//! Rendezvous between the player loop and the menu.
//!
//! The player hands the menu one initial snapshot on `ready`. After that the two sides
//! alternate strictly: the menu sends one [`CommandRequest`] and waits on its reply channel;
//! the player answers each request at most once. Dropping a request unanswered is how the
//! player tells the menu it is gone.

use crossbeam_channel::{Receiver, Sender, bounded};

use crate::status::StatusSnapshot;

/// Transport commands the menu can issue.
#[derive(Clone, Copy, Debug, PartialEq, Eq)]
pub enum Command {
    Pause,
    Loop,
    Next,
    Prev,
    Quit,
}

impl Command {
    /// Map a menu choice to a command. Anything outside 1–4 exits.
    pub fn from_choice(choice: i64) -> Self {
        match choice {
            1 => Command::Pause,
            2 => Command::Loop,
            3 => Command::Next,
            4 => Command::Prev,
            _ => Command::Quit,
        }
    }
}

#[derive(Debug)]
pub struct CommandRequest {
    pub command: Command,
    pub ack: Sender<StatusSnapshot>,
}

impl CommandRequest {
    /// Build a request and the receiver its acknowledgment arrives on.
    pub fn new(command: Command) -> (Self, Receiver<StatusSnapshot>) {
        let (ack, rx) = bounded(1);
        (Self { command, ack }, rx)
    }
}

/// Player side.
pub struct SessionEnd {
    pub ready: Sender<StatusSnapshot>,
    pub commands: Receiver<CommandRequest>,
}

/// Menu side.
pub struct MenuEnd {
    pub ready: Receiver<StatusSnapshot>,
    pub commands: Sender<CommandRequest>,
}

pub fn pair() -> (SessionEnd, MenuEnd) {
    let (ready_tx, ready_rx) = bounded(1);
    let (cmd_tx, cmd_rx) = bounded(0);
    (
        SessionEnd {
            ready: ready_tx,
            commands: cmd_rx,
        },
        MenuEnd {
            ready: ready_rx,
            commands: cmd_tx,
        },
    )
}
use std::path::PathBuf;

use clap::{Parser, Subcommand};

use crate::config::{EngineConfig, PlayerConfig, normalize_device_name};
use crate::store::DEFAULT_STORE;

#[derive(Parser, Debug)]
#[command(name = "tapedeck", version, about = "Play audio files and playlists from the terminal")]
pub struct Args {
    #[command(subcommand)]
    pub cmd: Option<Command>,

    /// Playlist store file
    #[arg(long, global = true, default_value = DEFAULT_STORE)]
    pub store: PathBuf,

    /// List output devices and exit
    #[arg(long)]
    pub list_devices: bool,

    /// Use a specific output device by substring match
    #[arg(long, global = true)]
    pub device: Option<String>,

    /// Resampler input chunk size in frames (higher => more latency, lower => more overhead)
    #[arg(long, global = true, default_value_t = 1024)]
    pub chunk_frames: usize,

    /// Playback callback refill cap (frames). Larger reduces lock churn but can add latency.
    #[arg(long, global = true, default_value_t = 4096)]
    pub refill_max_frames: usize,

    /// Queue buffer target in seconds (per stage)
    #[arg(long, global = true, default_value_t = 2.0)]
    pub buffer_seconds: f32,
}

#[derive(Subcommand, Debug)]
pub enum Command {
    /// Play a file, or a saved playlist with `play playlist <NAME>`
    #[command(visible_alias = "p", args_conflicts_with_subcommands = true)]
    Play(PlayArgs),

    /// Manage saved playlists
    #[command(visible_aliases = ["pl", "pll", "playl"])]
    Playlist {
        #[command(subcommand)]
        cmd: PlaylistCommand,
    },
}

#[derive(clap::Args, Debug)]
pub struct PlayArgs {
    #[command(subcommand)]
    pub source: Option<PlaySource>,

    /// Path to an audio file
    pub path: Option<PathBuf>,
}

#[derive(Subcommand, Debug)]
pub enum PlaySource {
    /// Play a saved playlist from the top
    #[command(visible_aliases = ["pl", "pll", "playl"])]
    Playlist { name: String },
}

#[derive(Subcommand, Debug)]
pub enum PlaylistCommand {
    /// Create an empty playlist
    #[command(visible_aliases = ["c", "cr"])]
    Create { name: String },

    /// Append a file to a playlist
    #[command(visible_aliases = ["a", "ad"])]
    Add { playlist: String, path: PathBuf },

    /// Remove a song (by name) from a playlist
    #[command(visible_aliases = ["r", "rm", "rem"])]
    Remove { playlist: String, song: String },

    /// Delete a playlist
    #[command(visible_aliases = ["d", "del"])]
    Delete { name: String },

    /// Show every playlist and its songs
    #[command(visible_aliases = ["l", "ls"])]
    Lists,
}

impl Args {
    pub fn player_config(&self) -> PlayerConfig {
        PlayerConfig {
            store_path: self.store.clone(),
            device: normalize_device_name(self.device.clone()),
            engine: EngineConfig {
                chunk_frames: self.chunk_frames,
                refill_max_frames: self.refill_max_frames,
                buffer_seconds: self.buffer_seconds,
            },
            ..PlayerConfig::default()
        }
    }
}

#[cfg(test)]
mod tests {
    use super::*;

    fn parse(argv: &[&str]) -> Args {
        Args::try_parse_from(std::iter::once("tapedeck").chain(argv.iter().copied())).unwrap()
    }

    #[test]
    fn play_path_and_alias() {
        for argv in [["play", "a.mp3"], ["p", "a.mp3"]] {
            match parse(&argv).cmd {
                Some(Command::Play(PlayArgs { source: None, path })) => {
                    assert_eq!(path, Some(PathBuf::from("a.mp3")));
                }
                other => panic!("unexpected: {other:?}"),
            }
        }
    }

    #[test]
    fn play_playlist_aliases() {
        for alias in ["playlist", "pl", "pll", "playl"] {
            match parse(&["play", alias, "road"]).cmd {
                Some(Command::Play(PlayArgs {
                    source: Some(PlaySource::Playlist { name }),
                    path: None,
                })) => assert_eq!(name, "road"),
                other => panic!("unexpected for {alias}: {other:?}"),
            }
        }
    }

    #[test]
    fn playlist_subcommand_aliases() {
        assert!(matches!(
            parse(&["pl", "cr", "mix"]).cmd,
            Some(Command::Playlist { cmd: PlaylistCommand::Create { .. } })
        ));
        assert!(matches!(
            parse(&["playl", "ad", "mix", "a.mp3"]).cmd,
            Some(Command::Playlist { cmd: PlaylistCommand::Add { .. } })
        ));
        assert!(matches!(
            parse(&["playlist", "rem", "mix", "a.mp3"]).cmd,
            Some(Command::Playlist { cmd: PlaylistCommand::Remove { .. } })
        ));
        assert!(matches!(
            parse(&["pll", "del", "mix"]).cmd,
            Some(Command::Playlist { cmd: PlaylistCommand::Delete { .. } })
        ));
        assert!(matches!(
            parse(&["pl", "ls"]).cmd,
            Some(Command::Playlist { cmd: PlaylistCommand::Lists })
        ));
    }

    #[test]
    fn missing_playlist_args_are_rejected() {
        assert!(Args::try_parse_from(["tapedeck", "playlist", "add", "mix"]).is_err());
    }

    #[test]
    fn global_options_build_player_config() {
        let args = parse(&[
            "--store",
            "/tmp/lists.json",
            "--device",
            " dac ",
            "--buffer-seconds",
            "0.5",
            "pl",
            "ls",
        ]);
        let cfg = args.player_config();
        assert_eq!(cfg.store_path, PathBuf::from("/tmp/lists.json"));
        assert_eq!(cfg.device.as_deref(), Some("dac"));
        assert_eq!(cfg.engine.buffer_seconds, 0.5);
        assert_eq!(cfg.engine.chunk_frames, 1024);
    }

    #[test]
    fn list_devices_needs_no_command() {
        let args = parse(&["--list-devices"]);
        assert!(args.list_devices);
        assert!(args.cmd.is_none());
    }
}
———
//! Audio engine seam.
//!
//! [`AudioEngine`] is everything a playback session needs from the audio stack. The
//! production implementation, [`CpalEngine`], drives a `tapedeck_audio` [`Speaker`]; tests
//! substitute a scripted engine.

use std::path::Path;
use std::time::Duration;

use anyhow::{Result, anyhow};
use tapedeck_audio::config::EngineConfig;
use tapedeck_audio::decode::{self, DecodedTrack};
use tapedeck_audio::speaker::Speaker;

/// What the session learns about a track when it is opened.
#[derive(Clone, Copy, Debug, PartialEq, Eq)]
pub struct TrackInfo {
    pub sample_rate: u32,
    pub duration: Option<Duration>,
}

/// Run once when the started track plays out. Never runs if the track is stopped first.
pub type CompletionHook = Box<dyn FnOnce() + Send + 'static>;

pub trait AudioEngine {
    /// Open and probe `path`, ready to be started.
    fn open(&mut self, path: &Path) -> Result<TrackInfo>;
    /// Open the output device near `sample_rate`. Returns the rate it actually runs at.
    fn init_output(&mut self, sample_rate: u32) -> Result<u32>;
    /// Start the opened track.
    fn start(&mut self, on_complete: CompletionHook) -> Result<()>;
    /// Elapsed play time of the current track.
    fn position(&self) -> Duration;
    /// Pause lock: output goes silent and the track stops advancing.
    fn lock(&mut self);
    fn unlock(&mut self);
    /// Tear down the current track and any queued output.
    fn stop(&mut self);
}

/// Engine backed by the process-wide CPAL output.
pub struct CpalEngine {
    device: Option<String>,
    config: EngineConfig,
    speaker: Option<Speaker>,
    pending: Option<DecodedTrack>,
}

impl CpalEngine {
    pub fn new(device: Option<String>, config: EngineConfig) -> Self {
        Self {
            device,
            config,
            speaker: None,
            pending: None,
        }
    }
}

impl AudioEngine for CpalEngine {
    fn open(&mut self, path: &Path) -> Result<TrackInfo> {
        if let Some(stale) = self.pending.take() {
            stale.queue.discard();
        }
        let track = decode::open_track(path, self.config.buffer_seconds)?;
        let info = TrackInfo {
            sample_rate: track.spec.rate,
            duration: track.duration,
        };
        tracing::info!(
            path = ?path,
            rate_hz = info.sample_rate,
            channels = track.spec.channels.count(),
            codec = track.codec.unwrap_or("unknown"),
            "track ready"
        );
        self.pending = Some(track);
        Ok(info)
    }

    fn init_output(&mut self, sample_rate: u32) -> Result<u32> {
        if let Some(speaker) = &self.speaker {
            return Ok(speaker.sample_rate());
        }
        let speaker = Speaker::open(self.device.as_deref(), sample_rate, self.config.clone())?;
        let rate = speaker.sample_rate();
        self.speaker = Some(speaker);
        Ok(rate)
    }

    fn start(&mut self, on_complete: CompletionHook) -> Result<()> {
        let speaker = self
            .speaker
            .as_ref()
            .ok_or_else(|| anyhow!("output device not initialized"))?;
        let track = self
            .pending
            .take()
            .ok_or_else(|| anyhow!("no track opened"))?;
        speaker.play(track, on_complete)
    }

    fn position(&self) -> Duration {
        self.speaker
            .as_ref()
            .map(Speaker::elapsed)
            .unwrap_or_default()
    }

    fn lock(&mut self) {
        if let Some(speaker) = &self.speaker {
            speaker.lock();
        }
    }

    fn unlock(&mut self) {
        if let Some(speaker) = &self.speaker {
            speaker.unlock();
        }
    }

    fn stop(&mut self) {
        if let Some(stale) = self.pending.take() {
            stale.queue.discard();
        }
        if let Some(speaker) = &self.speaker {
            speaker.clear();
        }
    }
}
———
Your goal:
When the string "Create" occurs in a line of the material, that line belongs in the answer.

Written solution:
    /// Create an empty playlist
    Create { name: String },
            Some(Command::Playlist { cmd: PlaylistCommand::Create { .. } })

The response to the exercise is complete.